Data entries
=== Section Start ===

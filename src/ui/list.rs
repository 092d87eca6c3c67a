use ratatui::{
    layout::Rect,
    style::{Modifier, Style},
    text::{Line, Span},
    widgets::{Block, Borders, Paragraph},
    Frame,
};

use super::styles;
use super::text::truncate;
use crate::app::App;

/// Render the PR list pane.
pub fn render(f: &mut Frame, area: Rect, app: &App) {
    let mut lines: Vec<Line> = Vec::new();
    let inner_width = area.width.saturating_sub(2) as usize;

    if app.prs.is_empty() {
        lines.push(Line::from(""));
        lines.push(Line::from(Span::styled(
            " No open pull requests",
            styles::muted_style(),
        )));
    }

    // Keep the selected row in view
    let visible_rows = area.height.saturating_sub(2) as usize;
    let rows_per_pr = 2;
    let first = if visible_rows > 0 {
        let fit = (visible_rows / rows_per_pr).max(1);
        app.selected.saturating_sub(fit.saturating_sub(1))
    } else {
        0
    };

    for (i, pr) in app.prs.iter().enumerate().skip(first) {
        let is_selected = i == app.selected;
        let row_style = if is_selected {
            styles::selected_style().add_modifier(Modifier::BOLD)
        } else {
            Style::default().fg(styles::TEXT)
        };
        let prefix = if is_selected { "▸" } else { " " };

        lines.push(Line::from(vec![
            Span::styled(format!("{prefix} #{} ", pr.number), row_style),
            Span::styled(
                truncate(&pr.title, inner_width.saturating_sub(8)),
                row_style,
            ),
        ]));

        let mut meta: Vec<String> = Vec::new();
        if app.config.display.show_author && !pr.author.is_empty() {
            meta.push(format!("@{}", pr.author));
        }
        if app.config.display.show_branch && !pr.head_ref.is_empty() {
            meta.push(pr.head_ref.clone());
        }
        if !meta.is_empty() {
            lines.push(Line::from(Span::styled(
                truncate(&format!("    {}", meta.join(" · ")), inner_width),
                styles::dim_style(),
            )));
        }
    }

    let block = Block::default()
        .borders(Borders::RIGHT)
        .border_style(Style::default().fg(styles::BORDER))
        .style(Style::default().bg(styles::BG))
        .title(Span::styled(
            " Pull Requests ",
            Style::default()
                .fg(styles::PURPLE)
                .add_modifier(Modifier::BOLD),
        ));

    f.render_widget(Paragraph::new(lines).block(block), area);
}
//! Scrollable viewport over a composed line buffer.

use ratatui::text::Line;

/// Owns the scroll offset and dimensions for the sidebar content.
/// The offset is kept within `[0, max(0, content_len - height)]` by every
/// mutator; callers never see an out-of-range value.
#[derive(Debug, Default)]
pub struct Viewport {
    content: Vec<Line<'static>>,
    width: u16,
    height: u16,
    offset: usize,
}

impl Viewport {
    pub fn new() -> Self {
        Self::default()
    }

    /// Replace the content buffer and jump back to the top.
    pub fn set_content(&mut self, content: Vec<Line<'static>>) {
        self.content = content;
        self.offset = 0;
    }

    pub fn clear(&mut self) {
        self.content.clear();
        self.offset = 0;
    }

    pub fn width(&self) -> u16 {
        self.width
    }

    pub fn height(&self) -> u16 {
        self.height
    }

    /// Update dimensions without touching content. The offset is clamped
    /// in case a taller viewport made the old offset overshoot.
    pub fn resize(&mut self, width: u16, height: u16) {
        self.width = width;
        self.height = height;
        self.offset = self.offset.min(self.max_offset());
    }

    pub fn half_page_down(&mut self) {
        let step = (self.height / 2) as usize;
        self.offset = self.offset.saturating_add(step).min(self.max_offset());
    }

    pub fn half_page_up(&mut self) {
        let step = (self.height / 2) as usize;
        self.offset = self.offset.saturating_sub(step);
    }

    /// Scroll position as a fraction in [0, 1]. Content that fits entirely
    /// within the viewport reports 0.
    pub fn scroll_percent(&self) -> f64 {
        if self.content.len() <= self.height as usize {
            return 0.0;
        }
        let max = self.max_offset().max(1);
        (self.offset as f64 / max as f64).clamp(0.0, 1.0)
    }

    /// The currently visible window of the content buffer.
    pub fn visible(&self) -> &[Line<'static>] {
        let end = (self.offset + self.height as usize).min(self.content.len());
        let start = self.offset.min(end);
        &self.content[start..end]
    }

    fn max_offset(&self) -> usize {
        self.content.len().saturating_sub(self.height as usize)
    }
}
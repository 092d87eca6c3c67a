mod list;
mod status_bar;
pub mod styles;
pub mod text;

use ratatui::layout::{Constraint, Direction, Layout};
use ratatui::style::Style;
use ratatui::widgets::{Block, Borders, Padding, Paragraph};
use ratatui::Frame;

use crate::app::App;
use crate::sidebar::CONTENT_PADDING;

/// Render the entire UI
pub fn draw(f: &mut Frame, app: &App) {
    let outer = Layout::default()
        .direction(Direction::Vertical)
        .constraints([
            Constraint::Length(1), // top bar
            Constraint::Min(1),    // main content
            Constraint::Length(1), // bottom bar
        ])
        .split(f.area());

    status_bar::render_top_bar(f, outer[0], app);

    // Main content — list alone, or list + sidebar when open
    if app.sidebar.is_open() {
        let main_area = Layout::default()
            .direction(Direction::Horizontal)
            .constraints([
                Constraint::Min(1),
                Constraint::Length(app.config.preview.width),
            ])
            .split(outer[1]);

        list::render(f, main_area[0], app);

        let block = Block::default()
            .borders(Borders::LEFT)
            .border_style(Style::default().fg(styles::BORDER))
            .style(Style::default().bg(styles::SURFACE))
            .padding(Padding::horizontal(CONTENT_PADDING));
        f.render_widget(
            Paragraph::new(app.sidebar.render()).block(block),
            main_area[1],
        );
    } else {
        list::render(f, outer[1], app);
    }

    status_bar::render_bottom_bar(f, outer[2], app);
}
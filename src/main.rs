mod app;
mod config;
mod github;
mod markdown;
mod sidebar;
mod ui;

use anyhow::Result;
use app::App;
use clap::Parser;
use crossterm::{
    event::{self, Event, KeyCode, KeyEvent, KeyEventKind, KeyModifiers},
    execute,
    terminal::{disable_raw_mode, enable_raw_mode, EnterAlternateScreen, LeaveAlternateScreen},
};
use ratatui::prelude::*;
use sidebar::LayoutContext;
use std::io;
use std::time::Duration;

/// Terminal dashboard for GitHub pull requests
#[derive(Parser)]
#[command(name = "prl", version, about)]
struct Cli {
    /// Repository path (defaults to current directory)
    path: Option<String>,

    /// Preselect a PR by number
    #[arg(long)]
    pr: Option<u64>,

    /// Start with the preview sidebar closed
    #[arg(long)]
    no_preview: bool,
}

fn main() -> Result<()> {
    let cli = Cli::parse();

    github::ensure_gh_installed()?;

    let repo_root = match cli.path {
        Some(path) => std::fs::canonicalize(&path)
            .map(|p| p.to_string_lossy().to_string())
            .unwrap_or(path),
        None => ".".to_string(),
    };
    let config = config::load_config(&repo_root);

    let mut app = App::new(repo_root, config)?;
    if cli.no_preview {
        app.sidebar.close();
    }
    if let Some(number) = cli.pr {
        if let Some(idx) = app.prs.iter().position(|pr| pr.number == number) {
            app.selected = idx;
        } else {
            app.notify(format!("PR #{number} is not in the open list"));
        }
    }

    // Terminal setup
    enable_raw_mode()?;
    let mut stdout = io::stdout();
    execute!(stdout, EnterAlternateScreen)?;
    let backend = CrosstermBackend::new(stdout);
    let mut terminal = Terminal::new(backend)?;

    let result = run_app(&mut terminal, &mut app);

    // Cleanup
    disable_raw_mode()?;
    execute!(terminal.backend_mut(), LeaveAlternateScreen)?;
    terminal.show_cursor()?;

    if let Err(err) = result {
        eprintln!("Error: {:?}", err);
    }

    Ok(())
}

fn run_app<B: Backend>(terminal: &mut Terminal<B>, app: &mut App) -> Result<()>
where
    B::Error: Send + Sync + 'static,
{
    let mut last_layout: Option<LayoutContext> = None;

    loop {
        // Recompute the sidebar layout when the terminal geometry changes.
        // The context is passed by value; the sidebar keeps its own copy.
        let size = terminal.size()?;
        let ctx = LayoutContext {
            // top and bottom bars take one row each
            main_content_height: size.height.saturating_sub(2),
            preview_width: app.config.preview.width,
        };
        if last_layout != Some(ctx) {
            app.sidebar.update_layout(Some(ctx));
            last_layout = Some(ctx);
        }

        if app.sidebar.is_open() {
            app.sync_sidebar();
        }

        terminal.draw(|f| ui::draw(f, app))?;

        if event::poll(Duration::from_millis(100))? {
            match event::read()? {
                Event::Key(key) if key.kind == KeyEventKind::Press => handle_key(app, key),
                // Geometry is re-read at the top of the loop
                Event::Resize(_, _) => {}
                _ => {}
            }
        }

        if app.should_quit {
            return Ok(());
        }
    }
}

fn handle_key(app: &mut App, key: KeyEvent) {
    app.clear_notification();

    match (key.code, key.modifiers) {
        (KeyCode::Char('q'), _) | (KeyCode::Char('c'), KeyModifiers::CONTROL) => {
            app.should_quit = true;
        }

        // ── List navigation ──
        (KeyCode::Char('j'), _) | (KeyCode::Down, _) => app.next_pr(),
        (KeyCode::Char('k'), _) | (KeyCode::Up, _) => app.prev_pr(),

        // ── Sidebar scrolling ──
        (KeyCode::Char('d'), _) | (KeyCode::PageDown, _) => app.sidebar.half_page_down(),
        (KeyCode::Char('u'), _) | (KeyCode::PageUp, _) => app.sidebar.half_page_up(),

        // ── Sidebar visibility ──
        (KeyCode::Char('p'), _) | (KeyCode::Enter, _) => app.sidebar.toggle(),

        (KeyCode::Char('r'), _) => app.refresh(),

        _ => {}
    }
}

=== Section End ===

* What is needed: Could you transcribe the entries above word for word, from the line with "PR by number" down to the line with "if let Some(idx)", keeping both?

* Exercise answer:
    /// Preselect a PR by number
    #[arg(long)]
    pr: Option<u64>,

    /// Start with the preview sidebar closed
    #[arg(long)]
    no_preview: bool,
}

fn main() -> Result<()> {
    let cli = Cli::parse();

    github::ensure_gh_installed()?;

    let repo_root = match cli.path {
        Some(path) => std::fs::canonicalize(&path)
            .map(|p| p.to_string_lossy().to_string())
            .unwrap_or(path),
        None => ".".to_string(),
    };
    let config = config::load_config(&repo_root);

    let mut app = App::new(repo_root, config)?;
    if cli.no_preview {
        app.sidebar.close();
    }
    if let Some(number) = cli.pr {
        if let Some(idx) = app.prs.iter().position(|pr| pr.number == number) {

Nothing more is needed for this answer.